How to complete this task:
Work through the data line by line, gathering every line that has the word "PathBuf".

'''

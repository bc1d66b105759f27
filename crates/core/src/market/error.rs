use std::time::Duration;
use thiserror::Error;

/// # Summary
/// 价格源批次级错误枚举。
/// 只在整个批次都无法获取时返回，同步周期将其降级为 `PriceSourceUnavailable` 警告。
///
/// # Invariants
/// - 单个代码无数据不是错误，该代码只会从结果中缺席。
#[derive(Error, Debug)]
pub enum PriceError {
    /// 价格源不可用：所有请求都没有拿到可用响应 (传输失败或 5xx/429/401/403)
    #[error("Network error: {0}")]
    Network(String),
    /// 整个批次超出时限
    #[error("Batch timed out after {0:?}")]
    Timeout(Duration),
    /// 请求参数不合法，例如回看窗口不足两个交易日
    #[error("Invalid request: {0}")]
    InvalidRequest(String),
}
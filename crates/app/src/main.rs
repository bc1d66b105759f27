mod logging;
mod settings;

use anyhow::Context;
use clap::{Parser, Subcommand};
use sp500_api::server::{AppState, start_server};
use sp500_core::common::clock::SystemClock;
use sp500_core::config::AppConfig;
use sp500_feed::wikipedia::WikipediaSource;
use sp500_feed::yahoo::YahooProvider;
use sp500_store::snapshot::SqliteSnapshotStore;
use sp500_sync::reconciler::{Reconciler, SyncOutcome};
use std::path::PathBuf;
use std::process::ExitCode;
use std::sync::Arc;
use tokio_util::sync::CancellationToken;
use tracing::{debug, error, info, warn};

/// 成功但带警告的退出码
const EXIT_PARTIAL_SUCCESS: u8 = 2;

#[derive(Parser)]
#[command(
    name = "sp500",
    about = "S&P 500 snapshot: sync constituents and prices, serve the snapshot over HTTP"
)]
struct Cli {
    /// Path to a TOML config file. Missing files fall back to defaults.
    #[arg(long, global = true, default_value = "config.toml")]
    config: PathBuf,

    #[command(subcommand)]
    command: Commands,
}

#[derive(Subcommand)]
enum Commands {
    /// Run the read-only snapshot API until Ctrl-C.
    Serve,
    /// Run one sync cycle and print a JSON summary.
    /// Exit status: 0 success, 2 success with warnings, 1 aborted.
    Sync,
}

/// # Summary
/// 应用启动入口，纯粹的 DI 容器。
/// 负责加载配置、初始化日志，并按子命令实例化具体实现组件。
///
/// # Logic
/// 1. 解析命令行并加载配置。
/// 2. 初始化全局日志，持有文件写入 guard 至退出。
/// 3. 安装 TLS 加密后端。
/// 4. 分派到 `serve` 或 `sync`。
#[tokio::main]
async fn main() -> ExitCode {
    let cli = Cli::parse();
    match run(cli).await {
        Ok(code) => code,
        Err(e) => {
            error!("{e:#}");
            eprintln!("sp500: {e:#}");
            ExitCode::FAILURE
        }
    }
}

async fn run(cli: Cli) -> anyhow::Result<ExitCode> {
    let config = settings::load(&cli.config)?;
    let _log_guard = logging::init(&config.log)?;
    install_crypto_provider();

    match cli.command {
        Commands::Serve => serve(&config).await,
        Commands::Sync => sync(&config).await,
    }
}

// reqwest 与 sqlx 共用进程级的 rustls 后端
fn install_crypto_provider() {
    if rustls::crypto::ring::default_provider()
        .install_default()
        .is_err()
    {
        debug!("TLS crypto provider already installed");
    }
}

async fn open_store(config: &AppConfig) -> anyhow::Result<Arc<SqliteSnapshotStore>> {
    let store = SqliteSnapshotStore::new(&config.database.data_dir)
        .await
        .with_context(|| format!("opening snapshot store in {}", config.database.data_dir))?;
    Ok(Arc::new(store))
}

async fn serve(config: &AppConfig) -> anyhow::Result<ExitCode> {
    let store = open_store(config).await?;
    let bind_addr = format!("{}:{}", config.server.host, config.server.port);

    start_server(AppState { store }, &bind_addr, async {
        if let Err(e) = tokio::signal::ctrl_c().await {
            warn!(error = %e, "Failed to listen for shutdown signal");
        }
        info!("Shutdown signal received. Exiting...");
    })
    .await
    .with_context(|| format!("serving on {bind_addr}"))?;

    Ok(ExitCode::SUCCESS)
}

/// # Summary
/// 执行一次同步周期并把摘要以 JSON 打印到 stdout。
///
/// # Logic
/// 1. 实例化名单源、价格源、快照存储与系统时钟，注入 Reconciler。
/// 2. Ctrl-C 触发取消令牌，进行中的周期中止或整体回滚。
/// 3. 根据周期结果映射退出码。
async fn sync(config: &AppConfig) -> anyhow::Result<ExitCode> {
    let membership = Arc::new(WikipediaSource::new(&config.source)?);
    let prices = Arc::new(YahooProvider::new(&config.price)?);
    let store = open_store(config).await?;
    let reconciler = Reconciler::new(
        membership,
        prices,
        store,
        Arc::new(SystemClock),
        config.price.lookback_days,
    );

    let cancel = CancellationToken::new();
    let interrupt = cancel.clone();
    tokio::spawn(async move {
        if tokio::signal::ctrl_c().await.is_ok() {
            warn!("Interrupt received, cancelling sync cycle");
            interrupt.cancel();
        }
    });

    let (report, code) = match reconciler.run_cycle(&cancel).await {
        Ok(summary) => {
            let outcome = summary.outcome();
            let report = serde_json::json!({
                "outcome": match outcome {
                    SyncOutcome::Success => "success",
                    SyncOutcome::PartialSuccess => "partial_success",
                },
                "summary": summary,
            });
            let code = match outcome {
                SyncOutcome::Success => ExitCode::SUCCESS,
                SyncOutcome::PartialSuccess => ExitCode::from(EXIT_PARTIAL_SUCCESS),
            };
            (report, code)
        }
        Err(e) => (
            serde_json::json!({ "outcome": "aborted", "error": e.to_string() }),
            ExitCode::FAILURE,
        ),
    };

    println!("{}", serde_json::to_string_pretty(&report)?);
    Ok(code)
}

'''

Exercise response:
use std::path::PathBuf;
    config: PathBuf,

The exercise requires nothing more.